§ **Required work**
Print out the whole listing below exactly as it is written.

§ **Data extract**
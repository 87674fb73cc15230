//! Resilient upstream fetch: retry + circuit breaker around one outbound call.

pub mod config;
pub mod http;
pub mod lifecycle;
pub mod observability;
pub mod resilience;
pub mod service;
pub mod upstream;

pub use config::AppConfig;
pub use http::HttpServer;
pub use lifecycle::Shutdown;
pub use resilience::{CircuitBreaker, RetryExecutor};
pub use service::DataService;
//! Metrics collection and exposition.
//!
//! # Metrics
//! - `breaker_calls_total` (counter): terminal call outcomes by breaker and outcome
//! - `breaker_state` (gauge): 0=closed, 1=open, 2=half-open
//! - `breaker_transitions_total` (counter): state changes by breaker, from, to
//! - `fallback_invocations_total` (counter): fallbacks by breaker and reason
//! - `retry_attempts_total` (counter): individual attempts by outcome
//! - `http_requests_total` (counter) / `http_request_duration_seconds` (histogram)

use metrics::{counter, gauge, histogram};
use metrics_exporter_prometheus::PrometheusBuilder;
use std::net::SocketAddr;
use std::time::Instant;

use crate::resilience::BreakerState;

/// Install the Prometheus exporter with its own HTTP listener.
pub fn init_metrics(addr: SocketAddr) {
    match PrometheusBuilder::new().with_http_listener(addr).install() {
        Ok(()) => tracing::info!(address = %addr, "Metrics exporter listening"),
        Err(e) => tracing::error!(address = %addr, error = %e, "Failed to install metrics exporter"),
    }
}

pub fn record_breaker_call(breaker: &str, outcome: &'static str) {
    counter!("breaker_calls_total", "breaker" => breaker.to_string(), "outcome" => outcome)
        .increment(1);
}

pub fn record_breaker_state(breaker: &str, state: BreakerState) {
    let value = match state {
        BreakerState::Closed => 0.0,
        BreakerState::Open => 1.0,
        BreakerState::HalfOpen => 2.0,
    };
    gauge!("breaker_state", "breaker" => breaker.to_string()).set(value);
}

pub fn record_transition(breaker: &str, from: BreakerState, to: BreakerState) {
    counter!(
        "breaker_transitions_total",
        "breaker" => breaker.to_string(),
        "from" => from.as_str(),
        "to" => to.as_str()
    )
    .increment(1);
}

pub fn record_fallback(breaker: &str, reason: &'static str) {
    counter!("fallback_invocations_total", "breaker" => breaker.to_string(), "reason" => reason)
        .increment(1);
}

pub fn record_retry_attempt(outcome: &'static str) {
    counter!("retry_attempts_total", "outcome" => outcome).increment(1);
}

pub fn record_request(path: &str, status: u16, start: Instant) {
    let status = status.to_string();
    counter!("http_requests_total", "path" => path.to_string(), "status" => status.clone())
        .increment(1);
    histogram!("http_request_duration_seconds", "path" => path.to_string(), "status" => status)
        .record(start.elapsed().as_secs_f64());
}
//! OS signal handling.

/// Resolve once Ctrl+C is received. If the handler cannot be installed the
/// future never resolves and shutdown relies on the broadcast channel.
pub async fn shutdown_signal() {
    match tokio::signal::ctrl_c().await {
        Ok(()) => tracing::info!("Shutdown signal received"),
        Err(e) => {
            tracing::error!(error = %e, "Failed to install Ctrl+C handler");
            std::future::pending::<()>().await;
        }
    }
}
//! HTTP client for the guarded dependency.

use std::time::Duration;
use thiserror::Error;

use crate::config::UpstreamConfig;

#[derive(Debug, Error)]
pub enum UpstreamError {
    #[error("request to {url} failed: {source}")]
    Request { url: String, source: reqwest::Error },

    #[error("{url} responded with status {status}")]
    Status { url: String, status: u16 },

    #[error("failed to build HTTP client: {0}")]
    Build(reqwest::Error),
}

/// Fetches the configured URL as text.
#[derive(Debug, Clone)]
pub struct UpstreamClient {
    client: reqwest::Client,
    url: String,
}

impl UpstreamClient {
    pub fn new(config: &UpstreamConfig) -> Result<Self, UpstreamError> {
        let client = reqwest::Client::builder()
            .connect_timeout(Duration::from_millis(config.connect_timeout_ms))
            .timeout(Duration::from_millis(config.request_timeout_ms))
            .no_proxy()
            .build()
            .map_err(UpstreamError::Build)?;

        Ok(Self {
            client,
            url: config.url.clone(),
        })
    }

    pub fn url(&self) -> &str {
        &self.url
    }

    /// One GET against the upstream URL.
    pub async fn fetch(&self) -> Result<String, UpstreamError> {
        let response = self
            .client
            .get(&self.url)
            .send()
            .await
            .map_err(|source| UpstreamError::Request {
                url: self.url.clone(),
                source,
            })?;

        let status = response.status();
        if !status.is_success() {
            return Err(UpstreamError::Status {
                url: self.url.clone(),
                status: status.as_u16(),
            });
        }

        response.text().await.map_err(|source| UpstreamError::Request {
            url: self.url.clone(),
            source,
        })
    }
}
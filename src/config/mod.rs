//! Configuration management subsystem.
//!
//! # Data Flow
//! ```text
//! config file (TOML)
//!     → loader.rs (parse & deserialize)
//!     → validation.rs (semantic checks)
//!     → AppConfig (validated, immutable)
//!     → RetryPolicy / BreakerConfig for the resilience layer
//! ```
//!
//! # Design Decisions
//! - Config is immutable once loaded
//! - All fields have defaults to allow minimal configs
//! - Validation separates syntactic (serde) from semantic checks

pub mod loader;
pub mod schema;
pub mod validation;

pub use loader::{load_config, parse_config, ConfigError};
pub use schema::{
    AppConfig, BackoffKind, CircuitBreakerConfig, ListenerConfig, ObservabilityConfig,
    RetryConfig, UpstreamConfig,
};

§ **Task answer**
repository 87674fb73cc15230
//! Resilient upstream fetch: retry + circuit breaker around one outbound call.

pub mod config;
pub mod http;
pub mod lifecycle;
pub mod observability;
pub mod resilience;
pub mod service;
pub mod upstream;

pub use config::AppConfig;
pub use http::HttpServer;
pub use lifecycle::Shutdown;
pub use resilience::{CircuitBreaker, RetryExecutor};
pub use service::DataService;
//! Metrics collection and exposition.
//!
//! # Metrics
//! - `breaker_calls_total` (counter): terminal call outcomes by breaker and outcome
//! - `breaker_state` (gauge): 0=closed, 1=open, 2=half-open
//! - `breaker_transitions_total` (counter): state changes by breaker, from, to
//! - `fallback_invocations_total` (counter): fallbacks by breaker and reason
//! - `retry_attempts_total` (counter): individual attempts by outcome
//! - `http_requests_total` (counter) / `http_request_duration_seconds` (histogram)

use metrics::{counter, gauge, histogram};
use metrics_exporter_prometheus::PrometheusBuilder;
use std::net::SocketAddr;
use std::time::Instant;

use crate::resilience::BreakerState;

/// Install the Prometheus exporter with its own HTTP listener.
pub fn init_metrics(addr: SocketAddr) {
    match PrometheusBuilder::new().with_http_listener(addr).install() {
        Ok(()) => tracing::info!(address = %addr, "Metrics exporter listening"),
        Err(e) => tracing::error!(address = %addr, error = %e, "Failed to install metrics exporter"),
    }
}

pub fn record_breaker_call(breaker: &str, outcome: &'static str) {
    counter!("breaker_calls_total", "breaker" => breaker.to_string(), "outcome" => outcome)
        .increment(1);
}

pub fn record_breaker_state(breaker: &str, state: BreakerState) {
    let value = match state {
        BreakerState::Closed => 0.0,
        BreakerState::Open => 1.0,
        BreakerState::HalfOpen => 2.0,
    };
    gauge!("breaker_state", "breaker" => breaker.to_string()).set(value);
}

pub fn record_transition(breaker: &str, from: BreakerState, to: BreakerState) {
    counter!(
        "breaker_transitions_total",
        "breaker" => breaker.to_string(),
        "from" => from.as_str(),
        "to" => to.as_str()
    )
    .increment(1);
}

pub fn record_fallback(breaker: &str, reason: &'static str) {
    counter!("fallback_invocations_total", "breaker" => breaker.to_string(), "reason" => reason)
        .increment(1);
}

pub fn record_retry_attempt(outcome: &'static str) {
    counter!("retry_attempts_total", "outcome" => outcome).increment(1);
}

pub fn record_request(path: &str, status: u16, start: Instant) {
    let status = status.to_string();
    counter!("http_requests_total", "path" => path.to_string(), "status" => status.clone())
        .increment(1);
    histogram!("http_request_duration_seconds", "path" => path.to_string(), "status" => status)
        .record(start.elapsed().as_secs_f64());
}
//! OS signal handling.

/// Resolve once Ctrl+C is received. If the handler cannot be installed the
/// future never resolves and shutdown relies on the broadcast channel.
pub async fn shutdown_signal() {
    match tokio::signal::ctrl_c().await {
        Ok(()) => tracing::info!("Shutdown signal received"),
        Err(e) => {
            tracing::error!(error = %e, "Failed to install Ctrl+C handler");
            std::future::pending::<()>().await;
        }
    }
}
//! HTTP client for the guarded dependency.

use std::time::Duration;
use thiserror::Error;

use crate::config::UpstreamConfig;

#[derive(Debug, Error)]
pub enum UpstreamError {
    #[error("request to {url} failed: {source}")]
    Request { url: String, source: reqwest::Error },

    #[error("{url} responded with status {status}")]
    Status { url: String, status: u16 },

    #[error("failed to build HTTP client: {0}")]
    Build(reqwest::Error),
}

/// Fetches the configured URL as text.
#[derive(Debug, Clone)]
pub struct UpstreamClient {
    client: reqwest::Client,
    url: String,
}

impl UpstreamClient {
    pub fn new(config: &UpstreamConfig) -> Result<Self, UpstreamError> {
        let client = reqwest::Client::builder()
            .connect_timeout(Duration::from_millis(config.connect_timeout_ms))
            .timeout(Duration::from_millis(config.request_timeout_ms))
            .no_proxy()
            .build()
            .map_err(UpstreamError::Build)?;

        Ok(Self {
            client,
            url: config.url.clone(),
        })
    }

    pub fn url(&self) -> &str {
        &self.url
    }

    /// One GET against the upstream URL.
    pub async fn fetch(&self) -> Result<String, UpstreamError> {
        let response = self
            .client
            .get(&self.url)
            .send()
            .await
            .map_err(|source| UpstreamError::Request {
                url: self.url.clone(),
                source,
            })?;

        let status = response.status();
        if !status.is_success() {
            return Err(UpstreamError::Status {
                url: self.url.clone(),
                status: status.as_u16(),
            });
        }

        response.text().await.map_err(|source| UpstreamError::Request {
            url: self.url.clone(),
            source,
        })
    }
}
filename src/config/mod.rs
//! Configuration management subsystem.
//!
//! # Data Flow
//! ```text
//! config file (TOML)
//!     → loader.rs (parse & deserialize)
//!     → validation.rs (semantic checks)
//!     → AppConfig (validated, immutable)
//!     → RetryPolicy / BreakerConfig for the resilience layer
//! ```
//!
//! # Design Decisions
//! - Config is immutable once loaded
//! - All fields have defaults to allow minimal configs
//! - Validation separates syntactic (serde) from semantic checks

pub mod loader;
pub mod schema;
pub mod validation;

pub use loader::{load_config, parse_config, ConfigError};
pub use schema::{
    AppConfig, BackoffKind, CircuitBreakerConfig, ListenerConfig, ObservabilityConfig,
    RetryConfig, UpstreamConfig,
};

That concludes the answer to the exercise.